Ok, so far so good: auto.arima returned an $AR(1)$ model with $a_1 = 0.8265 $, which is close to $0.9$.

The I tried the same thing with $X_{t+1} = 0.05 X_t + \epsilon_t$

n <- 150
eps <- rnorm(n)
x0 <- rep(0, n)
for (i in seq.int(2, n))
   x0[i] <- 0.05 * x0[i-1] + eps[i]
fit <- auto.arima(ts(x0))
fit
     Series: ts(x0) 
     ARIMA(0,0,1) with zero mean 

     Coefficients:
          ma1
        0.2738
   s.e. 0.0801

   sigma^2 estimated as 0.8831:  log likelihood=-203.05
   AIC=410.1   AICc=410.18   BIC=416.12

Why is auto.arima returning an $MA(1)$ model?
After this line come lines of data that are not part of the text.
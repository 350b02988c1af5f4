//! Runtime settings for the dispatch pipeline.
//!
//! Every struct deserializes with defaults so a config file only has to name
//! what it changes:
//! ```json
//! { "dispatcher": { "privileged_prefixes": ["$", "!"] }, "banphrase": { "api_timeout_ms": 2000 } }
//! ```

use std::path::Path;
use serde::{Deserialize, Serialize};
use crate::Error;

#[derive(Debug, Clone, Serialize, Deserialize)]
#[serde(default)]
pub struct DispatcherConfig {
    /// Single-character commands that may be glued to their first argument,
    /// e.g. `$$alias` runs `$` with `alias` as the first argument.
    pub privileged_prefixes: Vec<String>,
    /// Token that stops parameter parsing; everything after it is passed verbatim.
    pub parameter_delimiter: String,
    /// Compile `regex` parameters in linear-time mode.
    pub regex_linear_mode: bool,
    /// Bound on compiled regex parameter size in linear-time mode, in bytes.
    pub regex_size_limit: usize,
    /// Maximum characters of a reply kept in the execution log.
    pub log_result_length: usize,
    pub channel_alias_prefix: String,
    pub external_input_prefix: String,
    /// Used in place of a mention that did not pass banphrases.
    pub banphrased_mention: String,
}

impl Default for DispatcherConfig {
    fn default() -> Self {
        Self {
            privileged_prefixes: vec!["$".to_string()],
            parameter_delimiter: "--".to_string(),
            regex_linear_mode: false,
            regex_size_limit: 1 << 20,
            log_result_length: 300,
            channel_alias_prefix: "🅰".to_string(),
            external_input_prefix: "👥".to_string(),
            banphrased_mention: "[Banphrased username]".to_string(),
        }
    }
}

#[derive(Debug, Clone, Serialize, Deserialize)]
#[serde(default)]
pub struct CooldownConfig {
    /// How long a pending guard lives if the invocation never clears it.
    pub pending_timeout_ms: u64,
    pub prune_interval_secs: u64,
}

impl Default for CooldownConfig {
    fn default() -> Self {
        Self {
            pending_timeout_ms: 5 * 60 * 1000,
            prune_interval_secs: 60,
        }
    }
}

#[derive(Debug, Clone, Serialize, Deserialize)]
#[serde(default)]
pub struct BanphraseConfig {
    pub api_timeout_ms: u64,
    /// Characters of the message sent to the moderation API.
    pub api_message_limit: usize,
    /// Reply used when the API bans a message and no `API response` rule matches.
    pub default_api_response: String,
    /// Prepended to messages sent under the `Notify` downtime policy.
    pub downtime_warning: String,
}

impl Default for BanphraseConfig {
    fn default() -> Self {
        Self {
            api_timeout_ms: 5000,
            api_message_limit: 1000,
            default_api_response: "Cannot reply - the message contains a banned phrase.".to_string(),
            downtime_warning: "⚠".to_string(),
        }
    }
}

/// Everything the bot reads from its config file.
#[derive(Debug, Clone, Default, Serialize, Deserialize)]
#[serde(default)]
pub struct BotConfig {
    pub dispatcher: DispatcherConfig,
    pub cooldown: CooldownConfig,
    pub banphrase: BanphraseConfig,
}

impl BotConfig {
    pub fn from_json_str(s: &str) -> Result<Self, Error> {
        serde_json::from_str(s).map_err(|e| Error::Config(format!("Invalid configuration: {}", e)))
    }

    pub fn load(path: &Path) -> Result<Self, Error> {
        let raw = std::fs::read_to_string(path)?;
        Self::from_json_str(&raw)
    }
}

#[cfg(test)]
mod tests {
    use super::*;

    #[test]
    fn test_partial_config_keeps_defaults() {
        let cfg = BotConfig::from_json_str(r#"{ "dispatcher": { "privileged_prefixes": ["!"] } }"#).unwrap();
        assert_eq!(cfg.dispatcher.privileged_prefixes, vec!["!".to_string()]);
        assert_eq!(cfg.dispatcher.parameter_delimiter, "--");
        assert_eq!(cfg.cooldown.pending_timeout_ms, 300_000);
        assert_eq!(cfg.banphrase.api_message_limit, 1000);
    }

    #[test]
    fn test_module_example_parses() {
        let cfg = BotConfig::from_json_str(
            r#"{ "dispatcher": { "privileged_prefixes": ["$", "!"] }, "banphrase": { "api_timeout_ms": 2000 } }"#,
        )
        .unwrap();
        assert_eq!(cfg.dispatcher.privileged_prefixes.len(), 2);
        assert_eq!(cfg.banphrase.api_timeout_ms, 2000);
    }

    #[test]
    fn test_malformed_config_is_a_config_error() {
        assert!(matches!(BotConfig::from_json_str("{ nope"), Err(Error::Config(_))));
    }
}
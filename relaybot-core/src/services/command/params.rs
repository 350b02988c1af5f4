//! Splits command arguments into positional arguments and typed named
//! parameters.
//!
//! `name:value` sets a declared parameter; `name:"some value"` allows spaces,
//! with `\"` standing for a literal quote. The delimiter token (default `--`)
//! stops parameter parsing and passes the rest through unchanged.

use std::collections::{BTreeMap, HashMap};
use chrono::{DateTime, NaiveDate, NaiveDateTime, Utc};
use regex::Regex;
use relaybot_common::models::{ParamDefinition, ParamType};
use relaybot_common::regex_literal::{self, RegexOptions};
use crate::services::command::language::{find_language, Language};

#[derive(Debug, Clone)]
pub enum ParamValue {
    String(String),
    Number(f64),
    Boolean(bool),
    Date(DateTime<Utc>),
    Object(BTreeMap<String, String>),
    Regex(Regex),
    Language(Language),
}

impl ParamValue {
    pub fn as_str(&self) -> Option<&str> {
        match self {
            ParamValue::String(s) => Some(s),
            _ => None,
        }
    }

    pub fn as_number(&self) -> Option<f64> {
        match self {
            ParamValue::Number(n) => Some(*n),
            _ => None,
        }
    }

    pub fn as_bool(&self) -> Option<bool> {
        match self {
            ParamValue::Boolean(b) => Some(*b),
            _ => None,
        }
    }

    pub fn as_object(&self) -> Option<&BTreeMap<String, String>> {
        match self {
            ParamValue::Object(o) => Some(o),
            _ => None,
        }
    }

    pub fn as_regex(&self) -> Option<&Regex> {
        match self {
            ParamValue::Regex(r) => Some(r),
            _ => None,
        }
    }
}

pub type Parameters = HashMap<String, ParamValue>;

#[derive(Debug, Clone)]
pub struct ParseOptions {
    pub delimiter: String,
    pub regex: RegexOptions,
}

impl Default for ParseOptions {
    fn default() -> Self {
        Self {
            delimiter: "--".to_string(),
            regex: RegexOptions::default(),
        }
    }
}

#[derive(Debug, Clone)]
pub enum ParseOutcome {
    Success { parameters: Parameters, args: Vec<String> },
    Failure { reply: String },
}

impl ParseOutcome {
    pub fn is_success(&self) -> bool {
        matches!(self, ParseOutcome::Success { .. })
    }
}

enum ParsedValue {
    Plain(ParamValue),
    ObjectEntry(String, String),
}

fn without_last(s: &str) -> &str {
    match s.char_indices().next_back() {
        Some((idx, _)) => &s[..idx],
        None => s,
    }
}

pub fn parse_parameters(defs: &[ParamDefinition], args: &[String], options: &ParseOptions) -> ParseOutcome {
    let input = args.join(" ");
    let chars: Vec<char> = input.chars().collect();

    let mut positional: Vec<String> = Vec::new();
    let mut parameters = Parameters::new();
    let mut buffer = String::new();
    let mut current: Option<&ParamDefinition> = None;
    let mut quoted = false;

    let mut i = 0;
    while i < chars.len() {
        let c = chars[i];
        buffer.push(c);

        match current {
            None => {
                let head = without_last(&buffer);
                if c == ' ' && head == options.delimiter {
                    let rest: String = chars[i + 1..].iter().collect();
                    if !rest.is_empty() {
                        positional.extend(rest.split(' ').map(str::to_string));
                    }
                    return ParseOutcome::Success { parameters, args: positional };
                }

                if c == ':' {
                    if let Some(def) = defs.iter().find(|d| d.name == head) {
                        current = Some(def);
                        buffer.clear();
                        if chars.get(i + 1) == Some(&'"') {
                            i += 1;
                            quoted = true;
                        }
                    }
                } else if c == ' ' {
                    if !head.is_empty() {
                        positional.push(head.to_string());
                    }
                    buffer.clear();
                }
            }
            Some(def) => {
                let end_unquoted = !quoted && c == ' ';
                let end_quoted = quoted && c == '"' && !buffer.ends_with("\\\"");
                if end_unquoted || end_quoted {
                    let raw = without_last(&buffer);
                    let value = if quoted { raw.replace("\\\"", "\"") } else { raw.to_string() };
                    if let Err(reply) = apply_parameter(def, &value, quoted, &mut parameters, options) {
                        return ParseOutcome::Failure { reply };
                    }
                    buffer.clear();
                    current = None;
                    quoted = false;
                }
            }
        }
        i += 1;
    }

    match current {
        Some(def) if quoted => {
            return ParseOutcome::Failure {
                reply: format!("Unclosed quoted parameter \"{}\"!", def.name),
            };
        }
        Some(def) => {
            if let Err(reply) = apply_parameter(def, &buffer, false, &mut parameters, options) {
                return ParseOutcome::Failure { reply };
            }
        }
        None => {
            if !buffer.is_empty() && buffer != options.delimiter {
                positional.push(buffer);
            }
        }
    }

    ParseOutcome::Success { parameters, args: positional }
}

fn apply_parameter(
    def: &ParamDefinition,
    value: &str,
    explicit: bool,
    parameters: &mut Parameters,
    options: &ParseOptions,
) -> Result<(), String> {
    let parsed = parse_value(value, def.param_type, explicit, options)
        .ok_or_else(|| format!("Could not parse parameter \"{}\"!", def.name))?;

    match parsed {
        ParsedValue::Plain(v) => {
            parameters.insert(def.name.clone(), v);
        }
        ParsedValue::ObjectEntry(key, v) => {
            let entry = parameters
                .entry(def.name.clone())
                .or_insert_with(|| ParamValue::Object(BTreeMap::new()));
            let ParamValue::Object(map) = entry else {
                return Err(format!("Could not parse parameter \"{}\"!", def.name));
            };
            if map.contains_key(&key) {
                return Err(format!(
                    "Cannot use multiple values for parameter \"{}\", key {}!",
                    def.name, key
                ));
            }
            map.insert(key, v);
        }
    }
    Ok(())
}

fn parse_value(value: &str, param_type: ParamType, explicit: bool, options: &ParseOptions) -> Option<ParsedValue> {
    // `name:` followed by nothing is a typo, `name:""` is a deliberate empty string
    if value.is_empty() && (param_type != ParamType::String || !explicit) {
        return None;
    }

    let v = match param_type {
        ParamType::String => ParamValue::String(value.to_string()),
        ParamType::Number => {
            let n: f64 = value.parse().ok()?;
            if !n.is_finite() {
                return None;
            }
            ParamValue::Number(n)
        }
        ParamType::Boolean => match value {
            "true" => ParamValue::Boolean(true),
            "false" => ParamValue::Boolean(false),
            _ => return None,
        },
        ParamType::Date => ParamValue::Date(parse_date(value)?),
        ParamType::Object => {
            let (key, v) = value.split_once('=')?;
            if key.is_empty() {
                return None;
            }
            return Some(ParsedValue::ObjectEntry(key.to_string(), v.to_string()));
        }
        ParamType::Regex => ParamValue::Regex(regex_literal::compile(value, &options.regex).ok()?),
        ParamType::Language => ParamValue::Language(find_language(value)?),
    };
    Some(ParsedValue::Plain(v))
}

fn parse_date(value: &str) -> Option<DateTime<Utc>> {
    DateTime::parse_from_rfc3339(value)
        .map(|d| d.with_timezone(&Utc))
        .ok()
        .or_else(|| NaiveDateTime::parse_from_str(value, "%Y-%m-%d %H:%M:%S").ok().map(|n| n.and_utc()))
        .or_else(|| NaiveDateTime::parse_from_str(value, "%Y-%m-%dT%H:%M:%S").ok().map(|n| n.and_utc()))
        .or_else(|| {
            NaiveDate::parse_from_str(value, "%Y-%m-%d")
                .ok()
                .and_then(|d| d.and_hms_opt(0, 0, 0))
                .map(|n| n.and_utc())
        })
        .or_else(|| value.parse::<i64>().ok().and_then(DateTime::from_timestamp_millis))
}

#[cfg(test)]
mod tests {
    use super::*;
    use chrono::Datelike;

    fn defs() -> Vec<ParamDefinition> {
        vec![
            ParamDefinition::new("string", ParamType::String),
            ParamDefinition::new("number", ParamType::Number),
            ParamDefinition::new("boolean", ParamType::Boolean),
            ParamDefinition::new("date", ParamType::Date),
            ParamDefinition::new("object", ParamType::Object),
            ParamDefinition::new("regex", ParamType::Regex),
            ParamDefinition::new("language", ParamType::Language),
        ]
    }

    fn split(s: &str) -> Vec<String> {
        s.split(' ').map(str::to_string).collect()
    }

    fn parse(s: &str) -> ParseOutcome {
        parse_parameters(&defs(), &split(s), &ParseOptions::default())
    }

    fn expect_success(s: &str) -> (Parameters, Vec<String>) {
        match parse(s) {
            ParseOutcome::Success { parameters, args } => (parameters, args),
            ParseOutcome::Failure { reply } => panic!("'{}' failed: {}", s, reply),
        }
    }

    fn expect_failure(s: &str) -> String {
        match parse(s) {
            ParseOutcome::Success { .. } => panic!("'{}' should have failed", s),
            ParseOutcome::Failure { reply } => reply,
        }
    }

    #[test]
    fn test_plain_arguments_pass_through() {
        for input in ["hello world", "a b c d", "one", "http://example.com/x:y foo", "unknown:param here"] {
            let (params, args) = expect_success(input);
            assert!(params.is_empty(), "{}", input);
            assert_eq!(args, split(input));
        }
    }

    #[test]
    fn test_quoted_value_then_glued_argument() {
        let (params, args) = expect_success("string:\"foo bar\"buz");
        assert_eq!(params["string"].as_str(), Some("foo bar"));
        assert_eq!(args, vec!["buz".to_string()]);
    }

    #[test]
    fn test_escaped_quote_inside_quoted_value() {
        let (params, _) = expect_success(r#"string:"say \"hi\" now""#);
        assert_eq!(params["string"].as_str(), Some(r#"say "hi" now"#));
    }

    #[test]
    fn test_mixed_parameters_and_arguments() {
        let (params, args) = expect_success("first number:5 second boolean:true third");
        assert_eq!(params["number"].as_number(), Some(5.0));
        assert_eq!(params["boolean"].as_bool(), Some(true));
        assert_eq!(args, split("first second third"));
    }

    #[test]
    fn test_object_keys_accumulate() {
        let (params, _) = expect_success("object:foo=bar object:baz=qux");
        let obj = params["object"].as_object().unwrap();
        assert_eq!(obj.get("foo").map(String::as_str), Some("bar"));
        assert_eq!(obj.get("baz").map(String::as_str), Some("qux"));
        assert_eq!(obj.len(), 2);
    }

    #[test]
    fn test_object_duplicate_key_fails() {
        let reply = expect_failure("object:foo=bar object:foo=baz");
        assert_eq!(reply, "Cannot use multiple values for parameter \"object\", key foo!");
    }

    #[test]
    fn test_last_write_wins_for_plain_types() {
        let (params, _) = expect_success("number:1 number:2");
        assert_eq!(params["number"].as_number(), Some(2.0));
    }

    #[test]
    fn test_empty_values() {
        assert_eq!(expect_failure("string: rest"), "Could not parse parameter \"string\"!");
        assert_eq!(expect_failure("string:"), "Could not parse parameter \"string\"!");
        let (params, args) = expect_success("string:\"\" rest");
        assert_eq!(params["string"].as_str(), Some(""));
        assert_eq!(args, vec!["rest".to_string()]);
        expect_failure("number:\"\"");
    }

    #[test]
    fn test_type_conversions_reject_garbage() {
        expect_failure("number:abc");
        expect_failure("number:inf");
        expect_failure("boolean:yes");
        expect_failure("date:yesterday");
        expect_failure("regex:(unclosed");
        expect_failure("language:klingon");
        expect_failure("object:novalue");
    }

    #[test]
    fn test_date_and_language() {
        let (params, _) = expect_success("date:2024-02-29 language:french");
        match &params["date"] {
            ParamValue::Date(d) => assert_eq!((d.year(), d.month(), d.day()), (2024, 2, 29)),
            other => panic!("unexpected {:?}", other),
        }
        match &params["language"] {
            ParamValue::Language(l) => assert_eq!(l.iso6391, "fr"),
            other => panic!("unexpected {:?}", other),
        }
    }

    #[test]
    fn test_regex_parameter() {
        let (params, _) = expect_success("regex:/^he+llo$/i");
        let re = params["regex"].as_regex().unwrap();
        assert!(re.is_match("HEEELLO"));
    }

    #[test]
    fn test_regex_parameter_linear_mode() {
        let options = ParseOptions {
            regex: RegexOptions { linear: true, ..RegexOptions::default() },
            ..ParseOptions::default()
        };
        let outcome = parse_parameters(&defs(), &split("regex:/abc/i"), &options);
        let ParseOutcome::Success { parameters, .. } = outcome else { panic!("expected success") };
        let re = parameters["regex"].as_regex().unwrap();
        assert!(re.as_str().contains("[aA]"));
        assert!(re.is_match("xABCx"));

        let tight = ParseOptions {
            regex: RegexOptions { linear: true, size_limit: 8 },
            ..ParseOptions::default()
        };
        let outcome = parse_parameters(&defs(), &split("regex:/abcdefghij{30}/i"), &tight);
        assert!(!outcome.is_success(), "oversized linear regex must not fall back");
    }

    #[test]
    fn test_unclosed_quote() {
        let reply = expect_failure("string:\"never closed");
        assert_eq!(reply, "Unclosed quoted parameter \"string\"!");
    }

    #[test]
    fn test_delimiter_stops_parsing() {
        let (params, args) = expect_success("number:3 -- string:raw number:9 text");
        assert_eq!(params["number"].as_number(), Some(3.0));
        assert!(!params.contains_key("string"));
        assert_eq!(args, split("string:raw number:9 text"));
    }

    #[test]
    fn test_trailing_delimiter_is_dropped() {
        let (_, args) = expect_success("foo --");
        assert_eq!(args, vec!["foo".to_string()]);
    }

    #[test]
    fn test_custom_delimiter() {
        let options = ParseOptions { delimiter: "||".into(), ..ParseOptions::default() };
        let outcome = parse_parameters(&defs(), &split("|| number:1"), &options);
        let ParseOutcome::Success { parameters, args } = outcome else { panic!("expected success") };
        assert!(parameters.is_empty());
        assert_eq!(args, split("number:1"));
    }
}
//! Narrow views of the platform connectors and the user/channel stores that
//! command dispatch depends on.

use async_trait::async_trait;
use serde_json::Value;
use crate::error::Error;
use crate::models::{Channel, Platform, User};

#[async_trait]
pub trait ChatPlatform: Send + Sync {
    fn platform(&self) -> Platform;

    /// Sends a private message to `user`.
    async fn pm(&self, text: &str, user: &User) -> Result<(), Error>;

    /// Text that addresses `user` in a channel message, e.g. `@name`.
    fn create_user_mention(&self, user: &User) -> String;

    async fn is_user_channel_owner(&self, channel: &Channel, user: &User) -> Result<bool, Error>;
}

/// Loose per-channel and per-user settings (`administrator`, stream state, ...).
#[async_trait]
pub trait DataPropertyStore: Send + Sync {
    async fn channel_property(&self, channel: &Channel, name: &str) -> Result<Option<Value>, Error>;
    async fn user_property(&self, user: &User, name: &str) -> Result<Option<Value>, Error>;
}

#[async_trait]
pub trait UserDirectory: Send + Sync {
    async fn get_by_id(&self, user_id: i64) -> Result<Option<User>, Error>;
    async fn get_by_name(&self, name: &str) -> Result<Option<User>, Error>;
}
Why isn't it returning an $AR(1)$ model with an $a_1$ close to the coefficient I used in the simulation? Is there a theoretical reason for this or is just the randomness of the eps <- rnorm(n) that is giving something closer to an $MA(1)$ even though I'm trying to simulate an $AR(1)$?

And isn't an $AR(1)$ supposed to be equivalent to an $MA(\infty)$ (so that in practice I would get an $MA(4)$ or an $MA(5)$ ?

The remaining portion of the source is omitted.